Location: Raleigh, NC
10,323 posts, read 18,660,193 times
Reputation: 11064
Quote:
Originally Posted by frogandtoad View Post
I don't really see both sides. I think outside is for being loud when playing.

Sounds like the problem is in the quality of building of houses if it's actually that loud from inside with the windows/doors shut and tv on, and the proximity of houses to one another. Nothing much can be done about that, but that's not the kids' fault.

Sounds like they're doing just what kids do. So yes, I personally do think you're out of line for asking kids to quiet down when they are outside. If they are on your property, you could ask them to get off (so it's farther away from you) but otherwise, I'd say that sounds like a grumpy old man (or woman)--complaining about happy kids playing, even if they are really loud.

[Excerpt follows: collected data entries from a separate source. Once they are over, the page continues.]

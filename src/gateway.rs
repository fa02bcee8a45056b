//! Remote reasoning gateway
//!
//! One async call per request: the mode says what kind of answer is wanted,
//! the context payload says what the assistant may know. Responses carry
//! free text plus optional mode-specific fields. The gateway never retries;
//! callers decide what a failure means for them.

use std::time::Duration;

use async_trait::async_trait;
use serde::{Deserialize, Serialize};
use serde_json::Value;

use crate::context::ContextPayload;
use crate::error::GatewayError;
use crate::types::GatewayConfig;

/// Conversation turns sent with one request, newest kept.
pub const MAX_HISTORY_TURNS: usize = 20;

#[derive(Debug, Clone, Copy, PartialEq, Eq, Serialize, Deserialize)]
#[serde(rename_all = "kebab-case")]
pub enum ReasoningMode {
    Chat,
    CheckIn,
    Briefing,
    DayPlan,
    Capture,
    Prep,
}

#[derive(Debug, Clone, Copy, PartialEq, Eq, Serialize, Deserialize)]
#[serde(rename_all = "lowercase")]
pub enum ChatRole {
    User,
    Assistant,
}

#[derive(Debug, Clone, PartialEq, Serialize, Deserialize)]
pub struct ChatTurn {
    pub role: ChatRole,
    pub content: String,
}

#[derive(Debug, Clone, Serialize)]
#[serde(rename_all = "camelCase")]
pub struct ReasoningRequest {
    pub mode: ReasoningMode,
    pub context: ContextPayload,
    #[serde(skip_serializing_if = "Option::is_none")]
    pub message: Option<String>,
    #[serde(skip_serializing_if = "Vec::is_empty")]
    pub history: Vec<ChatTurn>,
    /// Detected mood forwarded to a plan generation
    #[serde(skip_serializing_if = "Option::is_none")]
    pub mood_hint: Option<String>,
    /// Triggering message forwarded to a plan generation
    #[serde(skip_serializing_if = "Option::is_none")]
    pub message_hint: Option<String>,
}

impl ReasoningRequest {
    pub fn new(mode: ReasoningMode, context: ContextPayload) -> Self {
        Self {
            mode,
            context,
            message: None,
            history: Vec::new(),
            mood_hint: None,
            message_hint: None,
        }
    }

    pub fn with_message(mut self, message: impl Into<String>) -> Self {
        self.message = Some(message.into());
        self
    }

    /// Attach the most recent turns, at most `limit` and never more than
    /// [`MAX_HISTORY_TURNS`].
    pub fn with_history(mut self, history: &[ChatTurn], limit: usize) -> Self {
        let keep = limit.min(MAX_HISTORY_TURNS);
        let skip = history.len().saturating_sub(keep);
        self.history = history[skip..].to_vec();
        self
    }

    pub fn with_plan_hints(mut self, mood: Option<String>, message: Option<String>) -> Self {
        self.mood_hint = mood;
        self.message_hint = message;
        self
    }
}

/// Every field is optional on the wire; absent means empty.
#[derive(Debug, Clone, Default, PartialEq, Serialize, Deserialize)]
#[serde(rename_all = "camelCase")]
pub struct ReasoningResponse {
    #[serde(default)]
    pub message: String,
    /// Raw action objects, parsed leniently by `actions::parse_actions`
    #[serde(default)]
    pub actions: Vec<Value>,
    /// Raw generated plan items (day-plan mode)
    #[serde(default)]
    pub items: Vec<Value>,
    #[serde(default)]
    pub summary: Option<String>,
    /// Capture mode output, passed through untouched
    #[serde(default)]
    pub structured_notes: Option<Value>,
    #[serde(default)]
    pub mood: Option<String>,
    #[serde(default)]
    pub adjustments: Option<Vec<String>>,
}

/// The seam between the engine and whatever answers reasoning requests.
#[async_trait]
pub trait ReasoningGateway: Send + Sync {
    async fn invoke(&self, request: ReasoningRequest) -> Result<ReasoningResponse, GatewayError>;
}

/// JSON-over-HTTPS gateway with bearer auth.
pub struct HttpGateway {
    client: reqwest::Client,
    endpoint: String,
    api_key: String,
    timeout_secs: u64,
}

impl HttpGateway {
    pub fn from_config(config: &GatewayConfig) -> Result<Self, GatewayError> {
        let endpoint = config.endpoint.trim();
        if endpoint.is_empty() {
            return Err(GatewayError::NotConfigured("gateway.endpoint is empty".to_string()));
        }
        let api_key = config
            .api_key
            .as_deref()
            .map(str::trim)
            .filter(|k| !k.is_empty())
            .ok_or_else(|| GatewayError::NotConfigured("gateway.apiKey is missing".to_string()))?;

        let client = reqwest::Client::builder()
            .timeout(Duration::from_secs(config.timeout_secs))
            .build()?;

        Ok(Self {
            client,
            endpoint: endpoint.to_string(),
            api_key: api_key.to_string(),
            timeout_secs: config.timeout_secs,
        })
    }
}

#[async_trait]
impl ReasoningGateway for HttpGateway {
    async fn invoke(&self, request: ReasoningRequest) -> Result<ReasoningResponse, GatewayError> {
        log::debug!("Reasoning call ({:?}) to {}", request.mode, self.endpoint);

        let resp = self
            .client
            .post(&self.endpoint)
            .bearer_auth(&self.api_key)
            .json(&request)
            .send()
            .await
            .map_err(|e| {
                if e.is_timeout() {
                    GatewayError::Timeout(self.timeout_secs)
                } else {
                    GatewayError::from(e)
                }
            })?;

        let status = resp.status();
        if status.as_u16() == 429 {
            return Err(GatewayError::RateLimited);
        }
        if status.as_u16() == 401 || status.as_u16() == 403 {
            return Err(GatewayError::Unauthorized);
        }
        if !status.is_success() {
            let body = resp.text().await.unwrap_or_default();
            log::warn!("Reasoning call failed with {}", status);
            return Err(GatewayError::Http {
                status: status.as_u16(),
                body,
            });
        }

        let text = resp.text().await.map_err(|e| {
            if e.is_timeout() {
                GatewayError::Timeout(self.timeout_secs)
            } else {
                GatewayError::from(e)
            }
        })?;
        serde_json::from_str(&text).map_err(|e| GatewayError::InvalidResponse(e.to_string()))
    }
}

There is such a thing as "do what you want, as long as you aren't bothering someone". The OP is not being a "grumpy old man/woman" because s/he has already said that there are other kids all around and they aren't that loud; this is clearly a case with the children in question. Considering the dad's bad attitude about it, the girls have never been taught to be considerate of anyone else (nor has the dad, sadly). It would be one rthing if the OP were complaining about every kid in the neighborhood, but that is not the case here.

Living in a neighborhood means being respectful and considerate to your neighbors, EVEN if you are kids--teenagers are certainly old enough to be aware when they are bothering someone and tone it down, but when thier parents have apparently modeled the behavior that "kids will be loud, everyone else will just have to suck it up", obviously the girls aren't going to ever learn any differently. I feel very sorry for the OP to have such rude and inconsiderate people as neighbors, frankly.

Quote:
In one breath we're all concerned that children today are obese, and are spending too much time in front of the tv and in the next breath, we're complaining they are too loud playing outside?
Obviously there is a difference between "playing happily outside" and "screeching at the top of their lungs bothering people INSIDE their houses on a regular basis". Somehow all the other kids in this neighborhood have managed to live and play there without causing such annoyance; why is it so difficult for you to imagine that this may indeed be a case of really loud, rude neighbors? Saying "kids are loud when they play outside" should not mean a blanket invitation to screech like air raid sirens all day long (as someone pointed out, how will anyone notice if someone actually gets hurt, since they scream constantly in normal play?). Maybe if you ever had to live next door to such inconsiderate people (obviously enabled by their selfish, rude father), you might understand the issue.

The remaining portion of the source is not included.